# Your objective
Only lines with the string "ManifestEntry" matter here; gather them from the material below.

# Entries provided
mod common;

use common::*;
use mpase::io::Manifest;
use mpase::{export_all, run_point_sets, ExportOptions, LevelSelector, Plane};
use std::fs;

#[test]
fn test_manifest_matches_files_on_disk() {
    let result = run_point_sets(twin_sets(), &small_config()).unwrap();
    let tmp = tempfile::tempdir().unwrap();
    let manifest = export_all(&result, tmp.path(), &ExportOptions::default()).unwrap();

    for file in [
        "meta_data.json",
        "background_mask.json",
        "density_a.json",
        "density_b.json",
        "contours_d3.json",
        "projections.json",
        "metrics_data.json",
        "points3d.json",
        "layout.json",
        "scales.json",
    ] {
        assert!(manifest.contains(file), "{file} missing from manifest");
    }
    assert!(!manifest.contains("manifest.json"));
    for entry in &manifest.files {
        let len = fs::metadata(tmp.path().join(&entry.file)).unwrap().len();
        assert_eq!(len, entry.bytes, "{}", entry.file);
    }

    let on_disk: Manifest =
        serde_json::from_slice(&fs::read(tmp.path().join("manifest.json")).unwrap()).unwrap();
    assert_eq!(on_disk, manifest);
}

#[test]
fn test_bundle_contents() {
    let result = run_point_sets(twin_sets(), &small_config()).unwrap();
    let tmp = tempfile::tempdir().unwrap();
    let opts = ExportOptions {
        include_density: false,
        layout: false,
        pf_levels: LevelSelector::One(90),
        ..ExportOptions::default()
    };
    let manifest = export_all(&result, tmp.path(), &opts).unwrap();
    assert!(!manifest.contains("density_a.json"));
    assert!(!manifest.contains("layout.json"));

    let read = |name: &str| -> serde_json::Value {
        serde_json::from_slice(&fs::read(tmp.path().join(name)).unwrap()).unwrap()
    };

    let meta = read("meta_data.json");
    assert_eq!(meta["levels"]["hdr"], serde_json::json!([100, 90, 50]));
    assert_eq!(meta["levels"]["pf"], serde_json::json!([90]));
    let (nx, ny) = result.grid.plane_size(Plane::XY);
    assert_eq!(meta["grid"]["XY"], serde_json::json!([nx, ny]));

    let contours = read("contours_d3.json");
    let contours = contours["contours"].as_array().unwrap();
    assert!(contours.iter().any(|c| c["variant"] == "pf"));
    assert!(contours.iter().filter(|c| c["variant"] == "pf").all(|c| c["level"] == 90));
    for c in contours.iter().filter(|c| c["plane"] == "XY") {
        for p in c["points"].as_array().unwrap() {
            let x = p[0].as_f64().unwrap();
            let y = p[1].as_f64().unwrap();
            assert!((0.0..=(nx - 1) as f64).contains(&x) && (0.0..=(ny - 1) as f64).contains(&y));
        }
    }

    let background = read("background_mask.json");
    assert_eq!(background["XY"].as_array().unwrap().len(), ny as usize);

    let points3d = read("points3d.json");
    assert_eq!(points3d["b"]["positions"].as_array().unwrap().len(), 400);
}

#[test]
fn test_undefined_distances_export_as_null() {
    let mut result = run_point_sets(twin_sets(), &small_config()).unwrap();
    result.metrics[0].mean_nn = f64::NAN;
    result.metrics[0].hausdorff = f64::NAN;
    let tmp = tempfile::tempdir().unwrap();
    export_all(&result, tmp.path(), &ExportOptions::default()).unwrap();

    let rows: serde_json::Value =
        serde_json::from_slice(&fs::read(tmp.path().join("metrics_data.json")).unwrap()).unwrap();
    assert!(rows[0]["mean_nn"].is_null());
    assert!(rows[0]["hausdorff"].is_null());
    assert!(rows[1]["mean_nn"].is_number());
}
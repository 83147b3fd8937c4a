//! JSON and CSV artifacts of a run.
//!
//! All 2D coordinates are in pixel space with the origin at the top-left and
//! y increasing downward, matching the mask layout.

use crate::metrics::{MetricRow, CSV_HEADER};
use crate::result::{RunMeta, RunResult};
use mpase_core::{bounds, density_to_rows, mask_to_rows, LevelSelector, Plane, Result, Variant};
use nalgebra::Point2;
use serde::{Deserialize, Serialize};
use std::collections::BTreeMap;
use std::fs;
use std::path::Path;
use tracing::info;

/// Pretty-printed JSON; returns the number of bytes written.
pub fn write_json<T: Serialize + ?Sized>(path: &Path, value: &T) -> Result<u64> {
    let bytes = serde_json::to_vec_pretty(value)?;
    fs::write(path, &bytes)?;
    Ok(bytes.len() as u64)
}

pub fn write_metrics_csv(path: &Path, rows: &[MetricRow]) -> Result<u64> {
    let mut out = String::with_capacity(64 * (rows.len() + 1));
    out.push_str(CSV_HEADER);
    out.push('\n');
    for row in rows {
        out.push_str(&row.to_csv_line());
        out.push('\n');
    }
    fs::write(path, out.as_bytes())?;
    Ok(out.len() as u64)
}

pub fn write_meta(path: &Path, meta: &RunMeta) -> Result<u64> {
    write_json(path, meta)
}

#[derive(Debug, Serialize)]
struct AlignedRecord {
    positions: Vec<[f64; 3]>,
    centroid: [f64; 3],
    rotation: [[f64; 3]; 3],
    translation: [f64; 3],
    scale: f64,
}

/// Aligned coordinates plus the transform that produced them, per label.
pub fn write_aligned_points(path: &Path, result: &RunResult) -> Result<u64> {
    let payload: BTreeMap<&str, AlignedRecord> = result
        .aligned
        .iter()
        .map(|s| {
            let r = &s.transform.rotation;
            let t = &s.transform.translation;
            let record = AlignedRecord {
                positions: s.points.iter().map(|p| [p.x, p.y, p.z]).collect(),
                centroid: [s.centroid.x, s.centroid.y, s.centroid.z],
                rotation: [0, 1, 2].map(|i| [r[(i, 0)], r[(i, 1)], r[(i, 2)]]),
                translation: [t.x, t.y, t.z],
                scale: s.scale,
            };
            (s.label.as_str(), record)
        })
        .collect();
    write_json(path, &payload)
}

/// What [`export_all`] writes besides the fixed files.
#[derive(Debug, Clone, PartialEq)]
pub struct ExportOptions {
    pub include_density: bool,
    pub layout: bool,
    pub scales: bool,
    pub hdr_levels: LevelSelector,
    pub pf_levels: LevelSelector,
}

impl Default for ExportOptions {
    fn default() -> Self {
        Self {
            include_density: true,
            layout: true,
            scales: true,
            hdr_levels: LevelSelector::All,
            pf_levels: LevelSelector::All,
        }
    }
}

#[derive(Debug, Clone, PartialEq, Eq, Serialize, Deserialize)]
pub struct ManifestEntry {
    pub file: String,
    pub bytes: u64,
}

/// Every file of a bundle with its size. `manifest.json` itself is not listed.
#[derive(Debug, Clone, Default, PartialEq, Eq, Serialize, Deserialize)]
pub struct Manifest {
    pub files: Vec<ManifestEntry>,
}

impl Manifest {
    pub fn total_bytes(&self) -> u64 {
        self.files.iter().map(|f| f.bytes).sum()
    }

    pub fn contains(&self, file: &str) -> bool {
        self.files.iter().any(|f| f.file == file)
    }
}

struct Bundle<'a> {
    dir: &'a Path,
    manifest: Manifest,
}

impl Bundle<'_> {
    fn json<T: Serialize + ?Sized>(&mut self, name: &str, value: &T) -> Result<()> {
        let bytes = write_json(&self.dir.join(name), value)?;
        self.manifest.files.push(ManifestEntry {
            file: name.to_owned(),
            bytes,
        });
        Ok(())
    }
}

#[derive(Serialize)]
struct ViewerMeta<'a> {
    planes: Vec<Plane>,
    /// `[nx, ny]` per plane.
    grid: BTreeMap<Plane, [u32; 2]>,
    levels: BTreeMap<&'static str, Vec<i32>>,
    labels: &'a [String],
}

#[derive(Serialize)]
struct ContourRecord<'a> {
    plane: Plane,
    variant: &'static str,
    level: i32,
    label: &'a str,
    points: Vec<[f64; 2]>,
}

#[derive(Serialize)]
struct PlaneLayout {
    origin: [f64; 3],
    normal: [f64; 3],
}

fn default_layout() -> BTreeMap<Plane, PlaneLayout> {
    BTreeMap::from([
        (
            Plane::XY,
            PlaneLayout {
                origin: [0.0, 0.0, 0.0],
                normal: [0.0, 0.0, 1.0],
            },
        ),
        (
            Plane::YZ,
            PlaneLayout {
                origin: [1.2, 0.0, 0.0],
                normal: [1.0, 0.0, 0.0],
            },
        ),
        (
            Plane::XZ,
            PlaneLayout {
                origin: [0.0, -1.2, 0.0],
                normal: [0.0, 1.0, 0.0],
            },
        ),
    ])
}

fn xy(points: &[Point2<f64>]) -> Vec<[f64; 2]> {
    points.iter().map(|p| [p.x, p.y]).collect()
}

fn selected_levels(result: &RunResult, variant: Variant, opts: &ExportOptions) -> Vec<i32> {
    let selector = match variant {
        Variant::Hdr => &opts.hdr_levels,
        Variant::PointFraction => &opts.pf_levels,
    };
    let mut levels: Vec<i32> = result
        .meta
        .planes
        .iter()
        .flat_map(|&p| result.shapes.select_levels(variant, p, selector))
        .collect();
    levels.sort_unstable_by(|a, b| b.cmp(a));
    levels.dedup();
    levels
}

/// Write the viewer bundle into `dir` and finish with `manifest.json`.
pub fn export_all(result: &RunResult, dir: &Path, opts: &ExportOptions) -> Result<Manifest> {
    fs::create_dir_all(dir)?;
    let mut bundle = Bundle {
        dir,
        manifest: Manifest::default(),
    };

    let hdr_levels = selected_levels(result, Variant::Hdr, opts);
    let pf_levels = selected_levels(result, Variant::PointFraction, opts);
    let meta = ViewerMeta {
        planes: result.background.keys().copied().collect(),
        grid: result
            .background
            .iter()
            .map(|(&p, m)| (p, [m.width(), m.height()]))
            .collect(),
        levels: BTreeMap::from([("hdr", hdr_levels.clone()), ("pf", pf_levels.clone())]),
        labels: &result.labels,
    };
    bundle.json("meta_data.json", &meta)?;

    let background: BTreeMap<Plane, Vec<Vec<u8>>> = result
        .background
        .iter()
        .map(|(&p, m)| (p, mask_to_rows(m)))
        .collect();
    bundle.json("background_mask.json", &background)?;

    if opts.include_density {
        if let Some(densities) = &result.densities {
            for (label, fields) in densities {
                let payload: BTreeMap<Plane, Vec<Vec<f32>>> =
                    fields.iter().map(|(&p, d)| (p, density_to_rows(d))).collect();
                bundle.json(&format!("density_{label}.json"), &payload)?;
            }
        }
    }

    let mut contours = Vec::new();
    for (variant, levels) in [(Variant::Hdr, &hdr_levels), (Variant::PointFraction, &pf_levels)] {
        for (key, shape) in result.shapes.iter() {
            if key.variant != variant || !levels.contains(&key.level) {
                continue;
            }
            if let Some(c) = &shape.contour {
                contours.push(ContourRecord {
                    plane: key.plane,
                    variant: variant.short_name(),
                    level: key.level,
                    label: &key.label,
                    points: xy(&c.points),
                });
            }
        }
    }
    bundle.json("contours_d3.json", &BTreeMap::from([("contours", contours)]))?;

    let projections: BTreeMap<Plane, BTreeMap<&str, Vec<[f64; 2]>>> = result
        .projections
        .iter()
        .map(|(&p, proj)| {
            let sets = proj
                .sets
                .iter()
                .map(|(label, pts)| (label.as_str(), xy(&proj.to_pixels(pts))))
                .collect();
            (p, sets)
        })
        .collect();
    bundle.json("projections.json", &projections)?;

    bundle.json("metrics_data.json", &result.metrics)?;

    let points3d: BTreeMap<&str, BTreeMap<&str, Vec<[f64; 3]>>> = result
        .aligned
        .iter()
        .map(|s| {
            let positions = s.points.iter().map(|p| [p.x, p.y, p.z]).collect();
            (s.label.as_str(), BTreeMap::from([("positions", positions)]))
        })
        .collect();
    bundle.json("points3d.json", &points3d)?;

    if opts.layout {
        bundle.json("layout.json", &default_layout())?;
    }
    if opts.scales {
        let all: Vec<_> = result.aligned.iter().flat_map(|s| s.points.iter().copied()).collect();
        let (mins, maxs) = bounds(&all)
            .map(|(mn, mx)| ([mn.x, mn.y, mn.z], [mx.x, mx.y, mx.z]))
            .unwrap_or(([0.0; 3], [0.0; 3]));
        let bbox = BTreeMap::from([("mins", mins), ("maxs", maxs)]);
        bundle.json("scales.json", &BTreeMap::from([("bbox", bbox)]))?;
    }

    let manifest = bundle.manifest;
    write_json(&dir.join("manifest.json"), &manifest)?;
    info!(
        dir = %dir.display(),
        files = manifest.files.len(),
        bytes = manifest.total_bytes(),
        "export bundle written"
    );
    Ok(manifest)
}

* * *

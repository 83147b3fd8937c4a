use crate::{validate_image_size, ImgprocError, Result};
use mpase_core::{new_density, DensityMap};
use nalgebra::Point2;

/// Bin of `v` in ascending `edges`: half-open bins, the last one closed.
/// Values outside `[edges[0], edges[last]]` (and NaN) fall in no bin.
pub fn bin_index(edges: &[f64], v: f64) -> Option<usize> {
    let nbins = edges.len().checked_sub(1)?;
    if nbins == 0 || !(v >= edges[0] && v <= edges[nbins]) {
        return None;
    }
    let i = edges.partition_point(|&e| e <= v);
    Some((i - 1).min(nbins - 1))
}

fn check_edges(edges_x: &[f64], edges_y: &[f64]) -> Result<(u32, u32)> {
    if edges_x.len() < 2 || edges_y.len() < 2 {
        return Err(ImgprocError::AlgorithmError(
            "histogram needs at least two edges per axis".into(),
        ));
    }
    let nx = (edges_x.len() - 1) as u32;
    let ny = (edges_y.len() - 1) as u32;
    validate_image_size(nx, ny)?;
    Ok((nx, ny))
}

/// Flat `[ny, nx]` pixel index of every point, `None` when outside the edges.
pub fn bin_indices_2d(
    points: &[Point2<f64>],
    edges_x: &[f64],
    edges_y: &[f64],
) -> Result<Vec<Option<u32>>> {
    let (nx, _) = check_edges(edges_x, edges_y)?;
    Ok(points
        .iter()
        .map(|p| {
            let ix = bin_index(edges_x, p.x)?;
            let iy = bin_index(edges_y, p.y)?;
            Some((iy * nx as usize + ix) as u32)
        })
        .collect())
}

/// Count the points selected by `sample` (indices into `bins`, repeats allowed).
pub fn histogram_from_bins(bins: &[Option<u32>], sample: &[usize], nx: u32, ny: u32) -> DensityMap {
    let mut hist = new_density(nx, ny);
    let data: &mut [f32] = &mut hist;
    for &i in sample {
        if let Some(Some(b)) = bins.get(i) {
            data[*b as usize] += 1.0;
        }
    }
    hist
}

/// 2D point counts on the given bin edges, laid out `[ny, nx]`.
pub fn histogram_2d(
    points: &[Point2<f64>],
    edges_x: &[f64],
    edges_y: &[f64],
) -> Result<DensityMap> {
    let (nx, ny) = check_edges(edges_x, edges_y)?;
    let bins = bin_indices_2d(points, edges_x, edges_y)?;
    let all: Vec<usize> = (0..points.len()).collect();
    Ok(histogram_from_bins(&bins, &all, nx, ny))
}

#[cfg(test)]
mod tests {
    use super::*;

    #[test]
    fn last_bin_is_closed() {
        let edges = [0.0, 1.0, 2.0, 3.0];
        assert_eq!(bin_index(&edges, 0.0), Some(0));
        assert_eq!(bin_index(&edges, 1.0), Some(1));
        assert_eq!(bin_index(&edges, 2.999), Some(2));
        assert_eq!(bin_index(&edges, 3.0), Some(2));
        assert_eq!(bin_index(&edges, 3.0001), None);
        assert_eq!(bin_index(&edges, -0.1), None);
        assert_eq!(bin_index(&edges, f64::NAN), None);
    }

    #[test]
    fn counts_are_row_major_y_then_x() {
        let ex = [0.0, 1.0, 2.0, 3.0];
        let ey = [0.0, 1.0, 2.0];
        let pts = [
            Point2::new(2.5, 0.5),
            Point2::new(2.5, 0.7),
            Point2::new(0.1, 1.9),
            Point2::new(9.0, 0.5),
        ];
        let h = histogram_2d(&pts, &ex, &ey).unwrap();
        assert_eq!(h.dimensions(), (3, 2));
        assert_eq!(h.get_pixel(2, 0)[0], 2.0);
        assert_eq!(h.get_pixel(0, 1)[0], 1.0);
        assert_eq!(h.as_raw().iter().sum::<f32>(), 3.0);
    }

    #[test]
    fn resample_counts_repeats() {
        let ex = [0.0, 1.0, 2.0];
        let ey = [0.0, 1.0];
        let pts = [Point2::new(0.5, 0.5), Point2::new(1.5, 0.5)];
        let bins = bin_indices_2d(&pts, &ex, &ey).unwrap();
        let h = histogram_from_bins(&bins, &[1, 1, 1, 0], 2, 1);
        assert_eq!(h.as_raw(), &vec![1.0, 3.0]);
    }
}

# Output for this task
pub struct ManifestEntry {
    pub files: Vec<ManifestEntry>,
        self.manifest.files.push(ManifestEntry {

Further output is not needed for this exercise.